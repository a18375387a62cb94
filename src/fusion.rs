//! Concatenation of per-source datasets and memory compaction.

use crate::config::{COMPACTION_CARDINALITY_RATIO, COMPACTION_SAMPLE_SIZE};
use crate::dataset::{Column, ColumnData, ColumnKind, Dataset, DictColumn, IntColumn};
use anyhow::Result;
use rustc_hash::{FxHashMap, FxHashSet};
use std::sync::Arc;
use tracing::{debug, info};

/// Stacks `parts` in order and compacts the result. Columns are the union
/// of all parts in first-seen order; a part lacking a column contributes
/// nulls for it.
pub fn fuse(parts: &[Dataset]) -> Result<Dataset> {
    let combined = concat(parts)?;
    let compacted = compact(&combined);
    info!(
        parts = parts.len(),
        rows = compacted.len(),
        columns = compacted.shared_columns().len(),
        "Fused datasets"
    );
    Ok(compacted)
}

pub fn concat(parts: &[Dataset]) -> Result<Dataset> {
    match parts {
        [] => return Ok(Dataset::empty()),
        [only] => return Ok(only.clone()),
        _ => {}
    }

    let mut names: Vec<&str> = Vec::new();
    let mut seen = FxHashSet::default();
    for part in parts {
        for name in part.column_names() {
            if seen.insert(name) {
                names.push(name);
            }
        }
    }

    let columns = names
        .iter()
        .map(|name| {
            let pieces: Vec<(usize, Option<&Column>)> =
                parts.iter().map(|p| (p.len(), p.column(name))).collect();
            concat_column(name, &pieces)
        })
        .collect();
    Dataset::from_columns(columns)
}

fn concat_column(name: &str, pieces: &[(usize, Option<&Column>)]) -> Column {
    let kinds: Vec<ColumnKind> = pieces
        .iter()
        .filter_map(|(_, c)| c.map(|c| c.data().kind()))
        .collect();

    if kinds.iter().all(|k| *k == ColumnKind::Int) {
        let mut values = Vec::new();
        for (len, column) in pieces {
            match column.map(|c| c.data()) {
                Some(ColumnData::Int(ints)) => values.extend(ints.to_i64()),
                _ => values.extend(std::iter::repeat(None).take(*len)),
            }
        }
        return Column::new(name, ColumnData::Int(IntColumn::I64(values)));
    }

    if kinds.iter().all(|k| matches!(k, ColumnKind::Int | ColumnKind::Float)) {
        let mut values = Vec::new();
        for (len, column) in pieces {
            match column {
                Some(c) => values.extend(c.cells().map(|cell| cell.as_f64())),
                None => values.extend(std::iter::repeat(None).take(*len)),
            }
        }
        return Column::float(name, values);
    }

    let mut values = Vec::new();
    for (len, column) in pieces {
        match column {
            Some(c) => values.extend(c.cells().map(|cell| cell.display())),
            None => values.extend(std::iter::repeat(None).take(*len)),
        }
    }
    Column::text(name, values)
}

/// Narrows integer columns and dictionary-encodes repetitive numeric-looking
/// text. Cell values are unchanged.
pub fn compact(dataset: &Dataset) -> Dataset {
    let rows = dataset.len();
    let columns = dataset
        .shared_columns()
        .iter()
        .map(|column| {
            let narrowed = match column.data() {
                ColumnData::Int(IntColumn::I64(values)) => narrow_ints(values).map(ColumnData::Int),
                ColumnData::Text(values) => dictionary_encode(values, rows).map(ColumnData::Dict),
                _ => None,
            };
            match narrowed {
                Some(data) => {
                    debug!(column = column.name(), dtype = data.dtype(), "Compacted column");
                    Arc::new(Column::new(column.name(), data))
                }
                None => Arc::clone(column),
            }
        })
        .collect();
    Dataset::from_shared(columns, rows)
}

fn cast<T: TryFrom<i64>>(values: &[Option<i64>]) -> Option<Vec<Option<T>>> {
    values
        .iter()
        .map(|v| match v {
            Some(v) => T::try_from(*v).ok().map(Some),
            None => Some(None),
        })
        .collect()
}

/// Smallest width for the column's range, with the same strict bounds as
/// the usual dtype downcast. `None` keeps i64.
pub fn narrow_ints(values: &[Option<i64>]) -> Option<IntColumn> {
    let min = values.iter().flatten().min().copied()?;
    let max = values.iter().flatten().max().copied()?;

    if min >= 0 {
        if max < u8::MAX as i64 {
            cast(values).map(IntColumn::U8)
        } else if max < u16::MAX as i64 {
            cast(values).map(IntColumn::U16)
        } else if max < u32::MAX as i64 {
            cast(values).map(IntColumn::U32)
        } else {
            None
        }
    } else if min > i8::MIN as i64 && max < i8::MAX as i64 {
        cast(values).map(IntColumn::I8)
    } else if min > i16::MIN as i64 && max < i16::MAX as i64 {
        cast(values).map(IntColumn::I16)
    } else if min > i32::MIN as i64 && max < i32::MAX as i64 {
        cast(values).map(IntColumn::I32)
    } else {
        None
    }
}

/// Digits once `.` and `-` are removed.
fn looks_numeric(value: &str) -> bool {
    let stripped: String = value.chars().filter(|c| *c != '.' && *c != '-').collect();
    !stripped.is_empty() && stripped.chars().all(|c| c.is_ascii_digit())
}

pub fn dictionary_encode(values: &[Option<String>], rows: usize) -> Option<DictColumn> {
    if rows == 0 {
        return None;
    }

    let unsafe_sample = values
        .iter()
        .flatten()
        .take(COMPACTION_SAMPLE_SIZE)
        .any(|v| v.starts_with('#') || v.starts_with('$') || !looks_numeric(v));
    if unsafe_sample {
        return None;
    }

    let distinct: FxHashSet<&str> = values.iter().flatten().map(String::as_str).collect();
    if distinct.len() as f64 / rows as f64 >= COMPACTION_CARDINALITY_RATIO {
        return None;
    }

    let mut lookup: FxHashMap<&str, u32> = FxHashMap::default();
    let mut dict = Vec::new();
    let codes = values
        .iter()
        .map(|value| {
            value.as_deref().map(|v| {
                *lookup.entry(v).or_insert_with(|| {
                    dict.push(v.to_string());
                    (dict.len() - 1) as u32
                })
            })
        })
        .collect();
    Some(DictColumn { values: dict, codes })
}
----
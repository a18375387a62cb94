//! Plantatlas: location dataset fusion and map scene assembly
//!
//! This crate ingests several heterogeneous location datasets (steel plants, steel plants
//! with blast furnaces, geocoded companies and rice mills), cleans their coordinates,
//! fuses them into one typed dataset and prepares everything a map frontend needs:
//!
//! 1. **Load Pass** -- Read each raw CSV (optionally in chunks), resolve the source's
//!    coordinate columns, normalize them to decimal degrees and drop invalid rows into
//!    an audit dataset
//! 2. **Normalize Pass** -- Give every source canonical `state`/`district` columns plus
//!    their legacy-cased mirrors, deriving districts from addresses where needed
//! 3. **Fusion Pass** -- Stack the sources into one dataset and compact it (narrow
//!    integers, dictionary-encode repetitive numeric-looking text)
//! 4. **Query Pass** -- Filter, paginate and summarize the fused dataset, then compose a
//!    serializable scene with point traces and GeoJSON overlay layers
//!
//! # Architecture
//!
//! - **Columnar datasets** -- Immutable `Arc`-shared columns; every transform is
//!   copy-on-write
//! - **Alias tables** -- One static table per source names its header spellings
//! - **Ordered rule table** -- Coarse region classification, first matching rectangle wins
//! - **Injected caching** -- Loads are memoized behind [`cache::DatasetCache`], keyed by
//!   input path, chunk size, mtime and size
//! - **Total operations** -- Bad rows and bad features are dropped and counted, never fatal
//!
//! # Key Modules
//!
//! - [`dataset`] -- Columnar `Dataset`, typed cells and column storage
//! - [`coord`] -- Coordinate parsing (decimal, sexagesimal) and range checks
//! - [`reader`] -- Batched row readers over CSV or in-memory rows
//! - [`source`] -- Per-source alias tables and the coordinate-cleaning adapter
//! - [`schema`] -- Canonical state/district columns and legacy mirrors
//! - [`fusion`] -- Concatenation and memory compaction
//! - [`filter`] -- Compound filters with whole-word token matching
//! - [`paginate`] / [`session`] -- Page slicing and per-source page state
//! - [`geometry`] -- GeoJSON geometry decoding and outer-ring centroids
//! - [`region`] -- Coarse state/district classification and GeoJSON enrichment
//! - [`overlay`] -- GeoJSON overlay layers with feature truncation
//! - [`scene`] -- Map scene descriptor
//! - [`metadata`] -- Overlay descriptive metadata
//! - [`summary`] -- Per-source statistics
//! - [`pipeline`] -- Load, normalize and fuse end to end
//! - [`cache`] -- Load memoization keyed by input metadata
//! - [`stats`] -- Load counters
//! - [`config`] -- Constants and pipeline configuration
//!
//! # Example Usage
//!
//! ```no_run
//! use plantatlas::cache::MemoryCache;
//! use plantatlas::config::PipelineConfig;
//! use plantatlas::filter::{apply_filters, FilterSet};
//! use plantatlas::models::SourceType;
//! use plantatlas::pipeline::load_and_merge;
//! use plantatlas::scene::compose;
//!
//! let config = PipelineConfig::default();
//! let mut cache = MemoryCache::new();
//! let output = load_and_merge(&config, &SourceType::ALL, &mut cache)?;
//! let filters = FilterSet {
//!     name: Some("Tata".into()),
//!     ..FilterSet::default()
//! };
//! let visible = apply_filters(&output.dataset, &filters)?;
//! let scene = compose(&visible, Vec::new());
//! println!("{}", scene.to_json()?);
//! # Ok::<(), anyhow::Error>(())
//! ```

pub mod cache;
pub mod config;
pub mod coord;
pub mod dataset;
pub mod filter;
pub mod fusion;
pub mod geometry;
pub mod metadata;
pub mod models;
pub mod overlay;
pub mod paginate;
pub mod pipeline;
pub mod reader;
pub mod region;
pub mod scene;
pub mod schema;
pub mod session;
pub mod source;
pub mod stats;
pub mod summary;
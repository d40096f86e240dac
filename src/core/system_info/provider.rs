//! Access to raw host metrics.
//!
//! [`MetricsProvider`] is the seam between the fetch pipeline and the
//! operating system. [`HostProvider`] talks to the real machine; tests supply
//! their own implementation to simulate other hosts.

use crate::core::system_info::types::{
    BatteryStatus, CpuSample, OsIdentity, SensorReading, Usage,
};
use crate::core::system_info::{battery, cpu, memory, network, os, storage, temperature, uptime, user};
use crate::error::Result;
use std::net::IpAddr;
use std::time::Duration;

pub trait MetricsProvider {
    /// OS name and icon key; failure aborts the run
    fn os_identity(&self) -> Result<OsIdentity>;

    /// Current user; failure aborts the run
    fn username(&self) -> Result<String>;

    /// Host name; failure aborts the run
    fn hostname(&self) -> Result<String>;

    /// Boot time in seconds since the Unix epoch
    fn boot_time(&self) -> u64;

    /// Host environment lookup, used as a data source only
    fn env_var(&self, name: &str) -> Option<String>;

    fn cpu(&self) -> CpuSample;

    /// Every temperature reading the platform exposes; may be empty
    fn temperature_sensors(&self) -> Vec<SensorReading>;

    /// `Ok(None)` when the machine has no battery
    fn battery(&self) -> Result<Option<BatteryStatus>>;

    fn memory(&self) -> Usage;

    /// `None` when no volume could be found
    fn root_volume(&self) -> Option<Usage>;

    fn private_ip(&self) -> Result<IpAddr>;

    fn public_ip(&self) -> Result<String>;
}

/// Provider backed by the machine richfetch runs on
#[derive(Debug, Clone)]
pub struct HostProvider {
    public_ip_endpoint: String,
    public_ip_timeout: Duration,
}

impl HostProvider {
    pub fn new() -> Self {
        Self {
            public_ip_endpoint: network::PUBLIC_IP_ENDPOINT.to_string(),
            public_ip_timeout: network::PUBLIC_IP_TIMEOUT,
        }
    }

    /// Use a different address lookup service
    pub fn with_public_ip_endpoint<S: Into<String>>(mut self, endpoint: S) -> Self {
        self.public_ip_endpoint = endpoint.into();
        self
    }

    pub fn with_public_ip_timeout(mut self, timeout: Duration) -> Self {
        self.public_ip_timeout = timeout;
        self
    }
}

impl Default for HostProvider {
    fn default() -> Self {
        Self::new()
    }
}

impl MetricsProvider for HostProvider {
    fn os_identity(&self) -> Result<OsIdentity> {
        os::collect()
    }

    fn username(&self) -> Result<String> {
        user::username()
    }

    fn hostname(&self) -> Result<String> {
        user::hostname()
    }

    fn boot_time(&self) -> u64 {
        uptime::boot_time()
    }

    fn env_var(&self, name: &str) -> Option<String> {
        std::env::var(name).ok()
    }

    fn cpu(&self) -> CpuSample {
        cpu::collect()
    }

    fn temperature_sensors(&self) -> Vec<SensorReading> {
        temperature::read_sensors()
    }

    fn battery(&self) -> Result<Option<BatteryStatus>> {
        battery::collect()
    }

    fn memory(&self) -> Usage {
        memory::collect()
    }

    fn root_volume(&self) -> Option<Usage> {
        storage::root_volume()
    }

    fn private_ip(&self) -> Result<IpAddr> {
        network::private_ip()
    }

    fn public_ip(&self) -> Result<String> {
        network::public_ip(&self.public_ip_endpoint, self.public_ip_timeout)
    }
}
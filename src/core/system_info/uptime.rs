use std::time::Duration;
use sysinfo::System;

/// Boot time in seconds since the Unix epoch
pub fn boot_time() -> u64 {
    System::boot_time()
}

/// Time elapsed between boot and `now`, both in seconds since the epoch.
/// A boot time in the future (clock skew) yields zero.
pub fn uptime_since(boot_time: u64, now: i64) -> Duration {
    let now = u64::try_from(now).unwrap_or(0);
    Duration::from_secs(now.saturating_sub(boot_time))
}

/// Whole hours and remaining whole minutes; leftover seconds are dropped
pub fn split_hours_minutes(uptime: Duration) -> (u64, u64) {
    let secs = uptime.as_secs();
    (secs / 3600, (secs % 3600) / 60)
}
----
▶ _WORK INSTRUCTIONS_
Report every line of the entries that carries the word "filename".

▶ _YOUR RESPONSE_
filename src/fusion.rs
filename src/core/system_info/provider.rs
filename src/core/system_info/uptime.rs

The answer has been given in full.